Featured Fossil: Miocene Peccary Lower Jaw

Submitted by Stephen Godfrey, Calvert Marine Museum

Although peccaries resemble pigs, they actually occupy their own family — the Tayassuidae. They are artiodactyls (i.e., the even-toed ungulates), a large group of herbivores that includes pigs, hippopotamuses, camels, llamas, deer, giraffes, antelopes, sheep, goats and cattle. Remarkably, artiodactyls and whales (Cetacea) share a common ancestor as indicated by their DNA and anatomy. Consequently, they are grouped together into the Cetartiodactyla (from Cetacea + Artiodactyla).

Peccary

Figure 1. The collared peccary (Pecari tajacu) lives in the southwestern United States, and south into Central and South America. They are also known as Javelina, i.e., “javelin” in reference to their fearsome canines (see Fig. 2), which they will click together to warn predator’s to steer clear. Peccaries are omnivores, so they will eat small animals, but they seem to prefer to feed on plants.

Image from: http://thepantanalsafari.blogspot.com/2014/02/invasive-species-threat-feral-pig.html

Like extant peccaries that live in social herds, their Miocene antecedents probably did likewise. Based on the number of peccary bones and teeth in the vertebrate fossil collection at the Calvert Marine Museum, Solomons, MD, they were amongst the most common land mammals living on the Atlantic Coastal Plain in Maryland during the Miocene epoch. Having said that, their remains are still very rare locally; which is why a recent discovery and donation to the museum is a very important addition to our collection.

Peccary-Lower-Jaw

Figure 2. Lower jaw of a modern collared peccary (Pecari tajacu, Fig. 1) in right lateral and dorsal views respectively. Notice the large canines, which are missing in the fossil peccary jaw (Fig. 3) that was found along Calvert Cliffs. Like many species of mammals, peccaries have a wide diastema (literally, a long gap) as a normal feature, between its canines and premolars. Scale bar is in centimeters.

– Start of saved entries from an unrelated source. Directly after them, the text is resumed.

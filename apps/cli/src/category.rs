//! 垃圾类别与通道解析

use clap::ValueEnum;
use smartbin_hal::ChannelId;
use std::fmt;

/// 垃圾类别
///
/// 每个类别对应一个固定的盖子通道。
#[derive(Debug, Clone, Copy, PartialEq, Eq, ValueEnum)]
pub enum WasteCategory {
    /// 其他垃圾
    Trash,
    /// 可回收物
    Recycle,
    /// 厨余
    Compost,
    /// 电子垃圾
    Electronics,
}

impl WasteCategory {
    /// 类别对应的通道
    pub const fn channel(self) -> ChannelId {
        match self {
            WasteCategory::Trash => ChannelId::P0,
            WasteCategory::Recycle => ChannelId::P1,
            WasteCategory::Compost => ChannelId::P2,
            WasteCategory::Electronics => ChannelId::P3,
        }
    }
}

impl fmt::Display for WasteCategory {
    fn fmt(&self, f: &mut fmt::Formatter<'_>) -> fmt::Result {
        let name = match self {
            WasteCategory::Trash => "trash",
            WasteCategory::Recycle => "recycle",
            WasteCategory::Compost => "compost",
            WasteCategory::Electronics => "electronics",
        };
        f.write_str(name)
    }
}

/// 解析通道参数：`0`-`3` 或 `p0`-`p3`（大小写不敏感）
pub fn parse_channel(s: &str) -> Result<ChannelId, String> {
    let trimmed = s.trim();
    let digits = trimmed
        .strip_prefix('p')
        .or_else(|| trimmed.strip_prefix('P'))
        .unwrap_or(trimmed);

    let index: usize = digits
        .parse()
        .map_err(|_| format!("invalid channel '{}', expected 0-3 or p0-p3", s))?;
    ChannelId::try_from(index).map_err(|e| e.to_string())
}

#[cfg(test)]
mod tests {
    use super::*;

    #[test]
    fn test_category_mapping() {
        assert_eq!(WasteCategory::Trash.channel(), ChannelId::P0);
        assert_eq!(WasteCategory::Recycle.channel(), ChannelId::P1);
        assert_eq!(WasteCategory::Compost.channel(), ChannelId::P2);
        assert_eq!(WasteCategory::Electronics.channel(), ChannelId::P3);
    }

    #[test]
    fn test_category_display_matches_value_names() {
        for category in WasteCategory::value_variants() {
            let parsed = WasteCategory::from_str(&category.to_string(), false).unwrap();
            assert_eq!(parsed, *category);
        }
    }

    #[test]
    fn test_parse_channel() {
        assert_eq!(parse_channel("0"), Ok(ChannelId::P0));
        assert_eq!(parse_channel("3"), Ok(ChannelId::P3));
        assert_eq!(parse_channel("p2"), Ok(ChannelId::P2));
        assert_eq!(parse_channel("P1"), Ok(ChannelId::P1));
        assert_eq!(parse_channel(" 1 "), Ok(ChannelId::P1));
    }

    #[test]
    fn test_parse_channel_rejects_out_of_range() {
        assert!(parse_channel("4").is_err());
        assert!(parse_channel("p9").is_err());
        assert!(parse_channel("-1").is_err());
        assert!(parse_channel("lid").is_err());
        assert!(parse_channel("").is_err());
    }
}
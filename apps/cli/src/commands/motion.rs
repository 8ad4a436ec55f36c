//! 关盖与归零命令

use crate::session::SimBin;
use anyhow::{Context, Result};
use smartbin_motion::{CancelToken, MotionError};

/// 所有盖子回到关闭位置
pub fn close(bin: &mut SimBin, token: &CancelToken) -> Result<()> {
    println!("⏳ 关盖...");
    match bin.close_all_cancellable(token) {
        Ok(()) => {
            println!("✅ 已关盖");
            Ok(())
        },
        Err(MotionError::Cancelled) => {
            println!(
                "⚠️ 关盖被中断，通道停在 {:?}",
                bin.commanded_angles().into_array()
            );
            Ok(())
        },
        Err(e) => Err(e).context("关盖失败"),
    }
}

/// 所有通道立即归零
pub fn reset(bin: &mut SimBin) -> Result<()> {
    bin.reset().context("归零失败")?;
    println!("✅ 已归零");
    Ok(())
}
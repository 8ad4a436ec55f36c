//! 开盖/关盖编排参数
//!
//! 开盖分两段：
//!
//! 1. **主扫动**：目标通道从 0 分 10 步转到 `open_angle`，步长 `open_angle / 10`（整数除法）。
//!    最后一步停在 `10 * (open_angle / 10)`，最多比 `open_angle` 少 9 度，不做补偿。
//! 2. **让位回缩**：另外三个通道向负方向回缩，`deg` 取 0, -10, -20, -30, -40。
//!    全回缩通道转到 `deg`，两个半回缩通道转到 `deg / 2`。
//!
//! 关盖时每个通道的步长在开始时固定为 `angle / 10`（向零取整），走 10 步后强制归零。

use smartbin_hal::ChannelId;

/// 主扫动步数
pub const SWEEP_STEPS: i32 = 10;

/// 让位回缩步数（含 0 度这一步）
pub const CLEARANCE_STEPS: i32 = 5;

/// 让位回缩每步角度
pub const CLEARANCE_STEP_DEG: i32 = -10;

/// 关盖斜坡步数
pub const CLOSE_STEPS: i32 = 10;

/// 让位通道组
#[derive(Debug, Clone, Copy, PartialEq, Eq)]
pub struct Clearance {
    /// 全幅回缩
    pub full: ChannelId,
    /// 半幅回缩 A
    pub half_a: ChannelId,
    /// 半幅回缩 B
    pub half_b: ChannelId,
}

/// 打开 `target` 时需要让位的通道
pub const fn clearance_for(target: ChannelId) -> Clearance {
    use ChannelId::*;
    match target {
        P0 => Clearance {
            full: P2,
            half_a: P3,
            half_b: P1,
        },
        P1 => Clearance {
            full: P3,
            half_a: P0,
            half_b: P2,
        },
        P2 => Clearance {
            full: P0,
            half_a: P1,
            half_b: P3,
        },
        P3 => Clearance {
            full: P1,
            half_a: P0,
            half_b: P2,
        },
    }
}

/// 主扫动第 `step` 步（1..=10）的角度
#[inline]
pub fn sweep_angle(open_angle: i32, step: i32) -> i32 {
    (open_angle / SWEEP_STEPS) * step
}

/// 让位回缩第 `step` 步（0..5）的（全幅, 半幅）角度
#[inline]
pub fn clearance_angles(step: i32) -> (i32, i32) {
    let deg = CLEARANCE_STEP_DEG * step;
    (deg, deg / 2)
}

/// 关盖斜坡的固定步长
#[inline]
pub fn close_step(angle: i32) -> i32 {
    angle / CLOSE_STEPS
}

The peccary lower jaw, attributed to Dicotyles protervus Cope 1868, in Figure 3 was found by Mike Ellwood (a member of the Calvert Marine Museum Fossil Club) in a block of sediment that had fallen from Calvert Cliffs. When he first spotted this 14-15 million-year-old jaw, waves from an incoming tide were already pounding at it; a rescue excavation was initiated immediately. Although he was able to save most of the jaw, the Chesapeake Bay claimed several incisors. In spite of those losses, this is the most complete peccary jaw that has ever been found along Calvert Cliffs.

Ellwood-Peccary-Jaw

Figure 3. Mike Ellwood found this nearly complete lower jaw of the Miocene peccary, Dicotyles protervus Cope 1868. The right half of the lower jaw (i.e., a ramus) does not quite attach to the broken midline section of the left ramus. Notice also that the large lower canines (seen in the extant peccary shown in Fig. 2) and all but one incisor are missing, otherwise, this peccary jaw is the most complete one known from along Calvert Cliffs. Hands by K. Porecki, photos by S. Godfrey.

That the fossilized remains of peccaries are rare along the cliffs comes as no surprise. The sediments that comprise these naturally eroding sea cliffs were deposited in a marine setting, not the place one would expect to find peccaries. Bloat-and-float is the easiest way to imagine the carcasses of large terrestrial animals finding their way out into the Miocene Atlantic Ocean.

Peccaries originated in Europe during the Late Eocene epoch. From there, they made their way to all continents except Australia and Antarctica, but then they became extinct in the Old World sometime after the Miocene. About three million years ago peccaries first entered South America during what is known as the Great American Interchange when the Isthmus of Panama connected North and South America.